Di Tommaso Segantini
Nel suo libro “Not for Profit. Why Democracy Needs the Humanities”, Martha Nussbaum, filosofa americana e insegnante all’università di Chicago, analizza con lucidità l’attuale crisi delle materie umanistiche nelle istituzioni scolastiche, e le conseguenze che essa potrebbe avere sulla società. La tesi principale del libro è che questo declino delle materie umanistiche (taglio alle ore di insegnamento e poca valorizzazione delle materie) impedisce la formazione di uno spirito critico negli studenti, elemento essenziale per la costruzione e il funzionamento di una vera democrazia.
Le materie umanistiche, spiega Nussbaum, vengono sacrificate in nome di materie più “scientifiche” (le scienze, l’economia). Queste materie, seppur utili, non sono in grado di stimolare confronto e riflessione, e si limitano ad inculcare nozioni. Con questo non si vuole sminuire l’importanza delle materie scientifiche. Il punto importante da capire è che queste materie hanno senso e valore soltanto se supportate da una base umanistica, base essenziale per lo sviluppo di un certo grado di criticità.
Il declino di materie come filosofia, storia dell’arte (che in Italia è stata addirittura abolita) e molte altre non è casuale; rientra perfettamente nelle logiche di un capitalismo pienamente realizzato come quello di oggi. In un mondo che obbedisce alle leggi del mercato, anche la scuola si è dovuta “adattare”: le riforme applicate dai governi alle scuole sono necessarie al Paese per rimanere competitivi e accumulare profitti nel futuro. L’importante, secondo la concezione della scuola di oggi, non è fornire agli studenti gli strumenti necessari per riflettere e per interrogarsi sul mondo, ma è far andare avanti un sistema a un ritmo sempre più sfrenato. Oggi il sistema scolastico è diventato una sorta di fabbrica che sforna giovani ingegneri, economisti, tecnici ecc., pronti a inserirsi nell’ingranaggio infernale del sistema capitalistico odierno.
A pagarne le conseguenze saranno, inevitabilmente, gli studenti. Come spiega molto bene Sir Ken Robinson, educatore e scrittore britannico, le scuole di oggi sono improntate su un modello industriale. La campanella e i rigidi orari, le materie insegnate separatamente, la suddivisione degli studenti per età, sono alcuni degli aspetti che ricordano una fabbrica. I presidi vengono chiamati manager ed esistono debiti e crediti. Le scuole sono basate sulla standardizzazione e sull’omologazione. Le diversità degli studenti e la complessità dello sviluppo umano vengono presi troppo poco in considerazione. A causa di questo, i giovani spesso hanno una bassa autostima, e sono incapaci di trovare ciò che realmente li appassiona.

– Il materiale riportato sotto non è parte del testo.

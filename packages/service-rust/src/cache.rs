//! Time-bounded cache for the latest normalized board.

use std::sync::Arc;
use std::time::{Duration, Instant};

use courtboard_core::Board;
use parking_lot::Mutex;

/// Holds at most one board snapshot, served until `ttl` elapses or the cache
/// is invalidated.
#[derive(Debug)]
pub struct BoardCache {
    ttl: Duration,
    slot: Mutex<Option<(Instant, Arc<Board>)>>,
}

impl BoardCache {
    #[must_use]
    pub fn new(ttl: Duration) -> Self {
        Self {
            ttl,
            slot: Mutex::new(None),
        }
    }

    /// The cached board, if one is stored and still fresh.
    #[must_use]
    pub fn get(&self) -> Option<Arc<Board>> {
        self.get_at(Instant::now())
    }

    fn get_at(&self, now: Instant) -> Option<Arc<Board>> {
        let slot = self.slot.lock();
        let (stored_at, board) = slot.as_ref()?;
        (now.saturating_duration_since(*stored_at) < self.ttl).then(|| Arc::clone(board))
    }

    pub fn put(&self, board: Arc<Board>) {
        *self.slot.lock() = Some((Instant::now(), board));
    }

    pub fn invalidate(&self) {
        *self.slot.lock() = None;
    }
}

#[cfg(test)]
mod tests {
    use super::*;

    fn board() -> Arc<Board> {
        Arc::new(Board {
            server_now: "2025-12-27T23:00:00Z".to_string(),
            courts: Vec::new(),
            waitlist: Vec::new(),
        })
    }

    #[test]
    fn serves_until_ttl_elapses() {
        let cache = BoardCache::new(Duration::from_secs(2));
        assert!(cache.get().is_none());
        let stored = board();
        cache.put(Arc::clone(&stored));
        assert!(Arc::ptr_eq(&cache.get().unwrap(), &stored));
        assert!(cache.get_at(Instant::now() + Duration::from_secs(3)).is_none());
    }

    #[test]
    fn invalidate_clears() {
        let cache = BoardCache::new(Duration::from_secs(60));
        cache.put(board());
        cache.invalidate();
        assert!(cache.get().is_none());
    }

    #[test]
    fn zero_ttl_never_serves() {
        let cache = BoardCache::new(Duration::ZERO);
        cache.put(board());
        assert!(cache.get().is_none());
    }
}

Il significato etimologico del verbo “educare” è “tirar fuori ciò che sta dentro”. La scuola deve ritornare a creare le condizioni affinché le potenzialità diverse di ogni studente possano manifestarsi pienamente. Gli studenti non sono merci da immettere sul mercato del lavoro, ma esseri umani complessi, con aspirazioni diverse. Rivoluzionare il sistema educativo oggi è il primo passo fondamentale per formare quelli che saranno, si spera, in grado di cambiare il presente e essere protagonisti del futuro.